### Brief
Which lines in the records below mention the word "shell"? Copy each one out.

──────── Dataset extract

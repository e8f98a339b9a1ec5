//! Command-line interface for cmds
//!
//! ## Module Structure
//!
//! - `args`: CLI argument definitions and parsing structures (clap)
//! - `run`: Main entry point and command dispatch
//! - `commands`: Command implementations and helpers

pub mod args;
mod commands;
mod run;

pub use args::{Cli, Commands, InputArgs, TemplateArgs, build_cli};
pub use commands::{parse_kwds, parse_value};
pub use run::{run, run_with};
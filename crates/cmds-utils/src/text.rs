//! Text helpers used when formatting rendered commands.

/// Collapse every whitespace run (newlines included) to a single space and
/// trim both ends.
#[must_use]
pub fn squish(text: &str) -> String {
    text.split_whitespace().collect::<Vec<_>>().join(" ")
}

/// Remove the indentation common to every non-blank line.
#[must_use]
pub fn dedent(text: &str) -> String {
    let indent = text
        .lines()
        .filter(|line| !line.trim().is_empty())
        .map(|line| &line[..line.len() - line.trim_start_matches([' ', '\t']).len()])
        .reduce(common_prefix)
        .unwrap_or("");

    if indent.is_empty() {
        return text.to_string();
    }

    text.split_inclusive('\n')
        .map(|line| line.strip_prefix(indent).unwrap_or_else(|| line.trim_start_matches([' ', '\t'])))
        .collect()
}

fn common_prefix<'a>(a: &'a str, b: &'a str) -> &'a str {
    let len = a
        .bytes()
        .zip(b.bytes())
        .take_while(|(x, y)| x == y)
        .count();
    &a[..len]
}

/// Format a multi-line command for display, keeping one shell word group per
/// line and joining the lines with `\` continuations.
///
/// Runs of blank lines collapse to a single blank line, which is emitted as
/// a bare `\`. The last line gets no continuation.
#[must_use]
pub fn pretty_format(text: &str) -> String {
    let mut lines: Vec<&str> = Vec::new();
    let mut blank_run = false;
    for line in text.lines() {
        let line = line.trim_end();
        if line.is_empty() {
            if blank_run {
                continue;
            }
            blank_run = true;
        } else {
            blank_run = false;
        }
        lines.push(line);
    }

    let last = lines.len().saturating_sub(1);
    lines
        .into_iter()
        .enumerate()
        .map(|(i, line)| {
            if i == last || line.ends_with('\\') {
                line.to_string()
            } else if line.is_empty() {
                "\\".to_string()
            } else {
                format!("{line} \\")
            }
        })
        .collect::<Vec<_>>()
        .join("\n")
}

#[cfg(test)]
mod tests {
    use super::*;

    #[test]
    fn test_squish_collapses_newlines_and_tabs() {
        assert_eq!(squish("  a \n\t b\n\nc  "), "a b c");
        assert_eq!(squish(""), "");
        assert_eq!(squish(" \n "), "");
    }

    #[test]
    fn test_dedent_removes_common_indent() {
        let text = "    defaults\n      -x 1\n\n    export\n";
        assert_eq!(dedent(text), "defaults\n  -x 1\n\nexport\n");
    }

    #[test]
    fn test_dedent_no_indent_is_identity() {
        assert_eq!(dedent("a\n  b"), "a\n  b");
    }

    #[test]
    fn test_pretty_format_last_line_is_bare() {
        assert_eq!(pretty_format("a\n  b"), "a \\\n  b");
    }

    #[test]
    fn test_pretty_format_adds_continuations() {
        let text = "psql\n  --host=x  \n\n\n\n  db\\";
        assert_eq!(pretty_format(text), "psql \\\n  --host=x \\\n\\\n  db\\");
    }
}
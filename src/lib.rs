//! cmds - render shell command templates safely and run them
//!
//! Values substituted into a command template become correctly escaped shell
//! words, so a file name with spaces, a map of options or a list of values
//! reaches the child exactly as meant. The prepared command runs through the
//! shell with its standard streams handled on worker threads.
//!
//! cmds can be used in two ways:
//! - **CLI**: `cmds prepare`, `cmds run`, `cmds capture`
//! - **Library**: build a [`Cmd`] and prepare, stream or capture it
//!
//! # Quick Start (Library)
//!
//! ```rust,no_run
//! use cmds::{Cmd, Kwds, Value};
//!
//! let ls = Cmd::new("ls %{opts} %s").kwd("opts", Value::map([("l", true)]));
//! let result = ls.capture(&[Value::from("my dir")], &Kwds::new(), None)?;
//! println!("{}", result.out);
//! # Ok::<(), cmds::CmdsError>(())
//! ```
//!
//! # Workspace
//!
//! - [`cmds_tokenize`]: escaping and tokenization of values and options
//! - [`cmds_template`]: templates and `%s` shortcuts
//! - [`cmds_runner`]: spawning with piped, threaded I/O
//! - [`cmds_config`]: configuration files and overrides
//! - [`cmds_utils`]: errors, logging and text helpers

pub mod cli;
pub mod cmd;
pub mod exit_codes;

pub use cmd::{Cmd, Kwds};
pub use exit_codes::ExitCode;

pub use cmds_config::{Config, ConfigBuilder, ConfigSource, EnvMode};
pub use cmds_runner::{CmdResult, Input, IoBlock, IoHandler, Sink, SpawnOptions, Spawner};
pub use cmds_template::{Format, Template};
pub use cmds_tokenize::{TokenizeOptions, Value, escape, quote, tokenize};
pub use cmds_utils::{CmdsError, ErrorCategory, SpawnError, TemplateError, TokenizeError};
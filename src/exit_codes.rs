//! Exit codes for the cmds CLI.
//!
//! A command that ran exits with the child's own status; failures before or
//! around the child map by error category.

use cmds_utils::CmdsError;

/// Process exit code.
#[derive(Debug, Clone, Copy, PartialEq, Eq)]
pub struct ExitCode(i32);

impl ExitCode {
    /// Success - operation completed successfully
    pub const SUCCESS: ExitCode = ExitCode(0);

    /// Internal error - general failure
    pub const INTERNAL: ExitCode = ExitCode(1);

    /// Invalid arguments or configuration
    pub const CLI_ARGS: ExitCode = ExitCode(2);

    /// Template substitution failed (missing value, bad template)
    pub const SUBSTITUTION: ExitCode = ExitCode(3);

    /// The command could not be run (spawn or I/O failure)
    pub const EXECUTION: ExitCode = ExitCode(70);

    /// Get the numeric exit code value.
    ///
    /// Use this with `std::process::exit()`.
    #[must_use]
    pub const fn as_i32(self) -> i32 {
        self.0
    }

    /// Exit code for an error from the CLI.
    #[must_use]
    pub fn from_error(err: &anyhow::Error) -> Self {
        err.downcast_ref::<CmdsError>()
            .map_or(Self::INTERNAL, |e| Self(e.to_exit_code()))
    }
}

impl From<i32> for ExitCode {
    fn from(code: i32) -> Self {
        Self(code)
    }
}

────────────────

### Expected answer
/// Format a multi-line command for display, keeping one shell word group per
//! cmds - render shell command templates safely and run them
//! Values substituted into a command template become correctly escaped shell
//! shell with its standard streams handled on worker threads.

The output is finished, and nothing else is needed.